In less than two months we come to the eightieth anniversary of the inauguration of Franklin Delano Roosevelt as the thirty-second president of the United States (4 March 1933). With some confidence I predict that the anniversary will be celebrated by very few in the United States and only noted in passing by President Obama (if he does that much).
It should be celebrated at home, because it represents the beginning of the brief and halting attempt at social democracy in the United States. It should be celebrated in Europe because many of the “New Deal” measures previewed far more progressive social democratic reforms in several countries, most obviously in Britain. After campaigning with the jolly song, “Happy Days are Here Again”, and few clues to his policies (or politics), Roosevelt initiated a radical transformation in the United States.
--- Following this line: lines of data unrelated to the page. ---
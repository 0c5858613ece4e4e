// Copyright (c) 2022 Harry [Majored] [hello@majored.pw]
// MIT License (https://github.com/Majored/rs-async-zip/blob/main/LICENSE)

//! A module which exposes an encoder's chunks as a pull-style, read-only byte stream.
//!
//! # Example
//! ```no_run
//! # use zipstream::{Archive, ArchiveStream, EmptyDirectory, StringContent};
//! # use zipstream::error::ZipError;
//! #
//! # fn run() -> Result<(), ZipError> {
//! let archive = Archive::new()
//!     .with_content(EmptyDirectory::new("directory"))
//!     .with_content(StringContent::new("other/file.txt", "data"));
//!
//! let mut stream = ArchiveStream::new(archive);
//! let mut output = Vec::new();
//!
//! while !stream.eof() {
//!     output.extend(stream.read(8192)?);
//! }
//! #   Ok(())
//! # }
//! ```
//!
//! # Blocking sources
//! Entry sources are read synchronously, including within [`AsyncRead::poll_read()`]. When polling from an async
//! runtime, archives containing file or network backed sources should be driven from a blocking context (such as
//! `tokio::task::spawn_blocking`).

use std::io::SeekFrom;
use std::pin::Pin;
use std::task::{Context, Poll};

use futures_lite::io::AsyncRead;

use crate::archive::Archive;
use crate::error::{Result, ZipError};
use crate::write::ZipEncoder;

/// A read-only, non-seekable stream over an archive's encoded bytes.
///
/// Bytes are pulled from the underlying [`ZipEncoder`] one chunk at a time; a single read never spans two chunks.
#[derive(Debug)]
pub struct ArchiveStream {
    encoder: ZipEncoder,
    chunk: Vec<u8>,
    cursor: usize,
    started: bool,
    position: u64,
}

impl ArchiveStream {
    /// Constructs a new stream over an archive with the default block size.
    pub fn new(archive: Archive) -> Self {
        ZipEncoder::new(archive).into()
    }

    /// Constructs a new stream over an archive, pulling entry data `block_size` bytes at a time.
    pub fn with_block_size(archive: Archive, block_size: usize) -> Self {
        ZipEncoder::new(archive).with_block_size(block_size).into()
    }

    /// Reads up to `max` bytes.
    ///
    /// An empty result is only returned once the archive has been fully read (or when `max` is zero).
    pub fn read(&mut self, max: usize) -> Result<Vec<u8>> {
        let available = self.fill_chunk()?;
        let bytes = available[..max.min(available.len())].to_vec();

        self.consume(bytes.len());
        Ok(bytes)
    }

    /// Reads the remainder of the archive into memory.
    ///
    /// Only the bytes not yet read are returned. See [`ArchiveStream::into_contents()`] for the whole archive.
    pub fn contents(&mut self) -> Result<Vec<u8>> {
        let mut contents = Vec::new();

        while !self.eof() {
            contents.extend(self.read(self.encoder.block_size())?);
        }

        Ok(contents)
    }

    /// Reads the whole archive into memory, from its first byte.
    ///
    /// Fails with [`ZipError::UnsupportedRewind`] if this stream has already been read from.
    pub fn into_contents(mut self) -> Result<Vec<u8>> {
        self.rewind()?;
        self.contents()
    }

    /// Returns whether every byte of the archive has been read.
    ///
    /// Always false before the first read.
    pub fn eof(&self) -> bool {
        self.started && self.encoder.is_done() && self.cursor == self.chunk.len()
    }

    /// Returns the number of bytes read so far.
    pub fn tell(&self) -> u64 {
        self.position
    }

    /// Returns the stream's total size, which is never known ahead of time.
    pub fn size(&self) -> Option<u64> {
        None
    }

    /// Restarts the stream from its first byte.
    ///
    /// Fails with [`ZipError::UnsupportedRewind`] once the stream has been read from, as entry sources can't be
    /// assumed to be readable a second time. This includes reads which returned no bytes or failed.
    pub fn rewind(&mut self) -> Result<()> {
        if self.started {
            return Err(ZipError::UnsupportedRewind);
        }

        self.encoder.reset();
        self.chunk.clear();
        self.cursor = 0;
        self.started = false;
        Ok(())
    }

    pub fn seek(&mut self, _: SeekFrom) -> Result<u64> {
        Err(ZipError::UnsupportedSeek)
    }

    pub fn write(&mut self, _: &[u8]) -> Result<usize> {
        Err(ZipError::UnsupportedWrite)
    }

    pub fn is_seekable(&self) -> bool {
        false
    }

    pub fn is_writable(&self) -> bool {
        false
    }

    pub fn is_readable(&self) -> bool {
        true
    }

    /// Returns the unread remainder of the current chunk, pulling the next chunk if it's been exhausted.
    fn fill_chunk(&mut self) -> Result<&[u8]> {
        self.started = true;

        while self.cursor == self.chunk.len() {
            match self.encoder.next() {
                Some(chunk) => {
                    self.chunk = chunk?;
                    self.cursor = 0;
                }
                None => break,
            }
        }

        Ok(&self.chunk[self.cursor..])
    }

    fn consume(&mut self, amount: usize) {
        self.cursor += amount;
        self.position += amount as u64;
    }
}

impl From<ZipEncoder> for ArchiveStream {
    fn from(encoder: ZipEncoder) -> Self {
        Self { encoder, chunk: Vec::new(), cursor: 0, started: false, position: 0 }
    }
}

impl std::io::Read for ArchiveStream {
    fn read(&mut self, buf: &mut [u8]) -> std::io::Result<usize> {
        let available = self.fill_chunk()?;
        let read = buf.len().min(available.len());

        buf[..read].copy_from_slice(&available[..read]);
        self.consume(read);
        Ok(read)
    }
}

impl AsyncRead for ArchiveStream {
    fn poll_read(self: Pin<&mut Self>, _: &mut Context<'_>, buf: &mut [u8]) -> Poll<std::io::Result<usize>> {
        Poll::Ready(std::io::Read::read(self.get_mut(), buf))
    }
}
Not a person burdened with self doubt or indecisiveness, Roosevelt, with the guidance of key advisors, rapidly initiated an extraordinary series of legislative changes. Within a week of his inauguration Congress passed and Roosevelt signed the Emergency Banking Act, providing transitional regulation of the collapsing financial sector until the more famous Glass-Steagall Act in June 1933. It is no exaggeration to attribute to Glass-Steagall the prevention of another financial crisis for fifty years. Thanks to a law in the late 1970s reducing restrictions on the financial sector, this run of stability would come to an abrupt end with the so-called savings and loan crisis. As the saying goes, the rest is history, and we sink deeper into a recession created by further liberation of finance to run rampant.
The Agricultural Adjustment Act quickly followed banking regulation, and it sought to support farm prices and incomes. Perhaps more important than its legislative details, the “AAA” would focus the conflict between progressive change and reactionary obstruction. The Supreme Court, controlled by anachronistic septuagenarians, would declare it unconstitutional. In an extraordinary and broad attempt to prevent the letter and spirit of the New Deal, the Court would add several other major programs to its unconstitutional list, perhaps most famously the National Industrial Recovery Act (struck down in 1935).
Roosevelt, who relished a good fight, went after the Court itself. His counterattack took advantage of the absence in the US constitution of a specification of the number of members of the Court. In 1937 he introduced the Judicial Procedures Reform Bill, which would have allowed him to add a new judge for every sitting one over the age of 70 and six months (up to a maximum increase of six judges). Had the bill become law he could have immediately increased the Court from nine to thirteen judges. However, congressional enthusiasm for the judicial reform waned when the reactionaries on the Court sensed that their day had passed. With the legislation before Congress, the Court upheld as constitutional, by a vote of 5-4, a state of Washington minimum wage law. This blatant reversal of earlier rulings by the same court would earn the famous comment, “a switch in time saved nine”.
In 2013 an amazing list of anniversaries will unfold, for Glass-Steagall and the AAA, as mentioned above, the Civilian Conservation Corps (public works), the Securities Act (leading to the Securities and Exchange Commission), and the repeal of the twenty-first amendment to the constitution (which had prohibited production and consumption of alcoholic beverages).
As these anniversaries arrive the reforms they mark should be noted and appreciated. Even more important is the political message from the first days of the New Deal, that economic crises create the possibility of bold, radical and rapid change. Roosevelt and his advisors achieved these basic changes through a combination of optimism, commitment and willingness to “think outside the box”.
Today few may remember that a central element in FDR’s campaign against incumbent Herbert Hoover was his attack on the sitting president for not maintaining a balanced federal budget. We can find the explanation of the conversion of Roosevelt from putative budget balancer to supporter of deficit finance for fiscal expansion in his own words. “Do something. If it works, do more of it. If it doesn’t, do something else.” Therein lies a lesson for both the European Commission and the German government as they seek to manage the euro zone crisis. They also might recall Albert Einstein’s view of repetitive failure, “insanity is doing the same thing over and over again and expecting different results.”